- News Releases
DEAR MAYO CLINIC: What is the best long-term treatment for vaginal prolapse? I am in my late 50s.
ANSWER: There are nonsurgical and surgical treatment options for vaginal prolapse, and the treatment that is best usually depends on the severity of the condition and how much the symptoms are bothering you. Surgery often is recommended to repair the vagina’s support for women who are having persistent symptoms as a result of vaginal prolapse.
Vaginal prolapse, also called pelvic organ prolapse, occurs when the muscles, connective tissue and ligaments that support the vagina weaken and stretch, causing the tissue to drop down, or prolapse, into the lower portion of the vagina or out the vaginal opening. This may lead to a feeling of pelvic pressure or fullness, or a feeling of a bulge from the vagina. For some women, these symptoms may be mild in the morning but worsen throughout the day.

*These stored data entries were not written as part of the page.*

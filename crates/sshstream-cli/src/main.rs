//! sshstream CLI
//!
//! Runs one command on a remote host and streams its output to the terminal

use std::path::PathBuf;

use clap::Parser;
use color_eyre::Result;
use color_eyre::eyre::WrapErr;
use sshstream_exec::{CommandExecutor, SshTransport};
use tokio::io::{AsyncBufReadExt, AsyncWrite, AsyncWriteExt, BufReader};
use tokio::sync::mpsc;
use tracing::debug;
use tracing_subscriber::EnvFilter;

mod config;

use config::{Config, TargetConfig};

/// Lines buffered between a pump and the terminal
const LINE_BUFFER: usize = 256;

#[derive(Parser)]
#[command(name = "sshstream")]
#[command(about = "Run a remote command over SSH and stream its output", long_about = None)]
struct Cli {
    /// Config file (defaults to $SSHSTREAM_CONFIG, ./sshstream.toml, then the user config dir)
    #[arg(short, long)]
    config: Option<PathBuf>,

    /// Remote host
    #[arg(short = 'H', long)]
    host: Option<String>,

    /// SSH port
    #[arg(short, long)]
    port: Option<u16>,

    /// SSH user
    #[arg(short, long)]
    user: Option<String>,

    /// Private key file
    #[arg(short = 'i', long)]
    key: Option<String>,

    /// Pinned host key fingerprint (SHA256:...)
    #[arg(long)]
    fingerprint: Option<String>,

    /// Give up after this many seconds
    #[arg(short, long)]
    timeout: Option<u64>,

    /// Forward terminal stdin to the remote command
    ///
    /// Input stays open until the terminal sends EOF: even after the remote
    /// command exits, sshstream waits for Ctrl-D before returning.
    #[arg(long)]
    stdin: bool,

    /// Command to run
    #[arg(required = true, trailing_var_arg = true, allow_hyphen_values = true)]
    command: Vec<String>,
}

impl Cli {
    /// Let command-line flags override file settings
    fn apply(&self, target: &mut TargetConfig) {
        if let Some(host) = &self.host {
            target.address.clone_from(host);
        }
        if let Some(port) = self.port {
            target.port = port;
        }
        if let Some(user) = &self.user {
            target.user.clone_from(user);
        }
        if let Some(key) = &self.key {
            target.key_path = Some(key.clone());
            target.key_env = None;
            target.password_env = None;
        }
        if let Some(fingerprint) = &self.fingerprint {
            target.fingerprint = Some(fingerprint.clone());
        }
        if let Some(timeout) = self.timeout {
            target.timeout_secs = Some(timeout);
        }
    }
}

fn init_tracing(level: &str) {
    let filter = EnvFilter::try_from_default_env().unwrap_or_else(|_| EnvFilter::new(level));
    tracing_subscriber::fmt()
        .with_env_filter(filter)
        .with_writer(std::io::stderr)
        .init();
}

/// Copy lines from `rx` to a terminal stream until the pump closes it
async fn print_lines<W: AsyncWrite + Unpin>(
    mut rx: mpsc::Receiver<String>,
    mut out: W,
) -> std::io::Result<()> {
    while let Some(line) = rx.recv().await {
        out.write_all(line.as_bytes()).await?;
        out.flush().await?;
    }
    Ok(())
}

/// Send terminal stdin to the remote command line by line
async fn forward_stdin(tx: mpsc::Sender<String>) -> std::io::Result<()> {
    let mut lines = BufReader::new(tokio::io::stdin()).lines();
    while let Some(line) = lines.next_line().await? {
        if tx.send(format!("{line}\n")).await.is_err() {
            debug!("remote stdin closed");
            break;
        }
    }
    Ok(())
}

#[tokio::main]
async fn main() -> Result<()> {
    color_eyre::install()?;
    let cli = Cli::parse();

    let mut config = match &cli.config {
        Some(path) => Config::load(path)?,
        None => Config::load_default()?,
    };
    cli.apply(&mut config.target);
    init_tracing(&config.log_level);

    let exec_config = config.target.executor_config()?;
    let transport = match &config.target.fingerprint {
        Some(fingerprint) => SshTransport::new().with_host_fingerprint(fingerprint.clone()),
        None => SshTransport::new(),
    };

    let (out_tx, out_rx) = mpsc::channel(LINE_BUFFER);
    let (err_tx, err_rx) = mpsc::channel(LINE_BUFFER);
    let mut executor = CommandExecutor::new(exec_config, transport)
        .with_stdout(out_tx)
        .with_stderr(err_tx);

    if cli.stdin {
        let (in_tx, in_rx) = mpsc::channel(LINE_BUFFER);
        executor = executor.with_stdin(in_rx);
        tokio::spawn(forward_stdin(in_tx));
    }

    let stdout_task = tokio::spawn(print_lines(out_rx, tokio::io::stdout()));
    let stderr_task = tokio::spawn(print_lines(err_rx, tokio::io::stderr()));

    let command = cli.command.join(" ");
    let result = executor.execute(&command).await;

    stdout_task.await?.wrap_err("writing stdout")?;
    stderr_task.await?.wrap_err("writing stderr")?;

    let target = executor.config();
    result.wrap_err_with(|| format!("running `{command}` on {}:{}", target.address, target.port))?;
    Ok(())
}
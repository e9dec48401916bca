#![allow(dead_code)]

use yar::random::RandomSource;

/// Replays a fixed list of values, cycling when exhausted. Each value is
/// clamped into the requested range.
#[derive(Clone, Debug)]
pub struct Scripted {
    values: Vec<i32>,
    next: usize,
}

impl Scripted {
    pub fn new(values: impl Into<Vec<i32>>) -> Self {
        Self {
            values: values.into(),
            next: 0,
        }
    }
}

impl RandomSource for Scripted {
    fn uniform(&mut self, lo: i32, hi: i32) -> i32 {
        if self.values.is_empty() {
            return lo;
        }
        let v = self.values[self.next % self.values.len()];
        self.next += 1;
        v.clamp(lo, hi)
    }
}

A number of factors can lead to vaginal prolapse, including pregnancy, vaginal childbirth, chronic cough and aging. Chronic constipation, loss of muscle tone, lack of estrogen in the body after menopause, and repeated straining or heavy lifting over time also may contribute to weakening of the vaginal muscles and supportive tissues.
If vaginal prolapse does not cause symptoms, or if you can manage your symptoms and they do not disrupt your daily activities, you may not need immediate treatment. Over time, however, the muscles and ligaments supporting your vagina may continue to weaken, so without treatment the prolapse could get worse. Because of that, it is important to follow up with your health care provider as time goes on to monitor your symptoms and the severity of the prolapse.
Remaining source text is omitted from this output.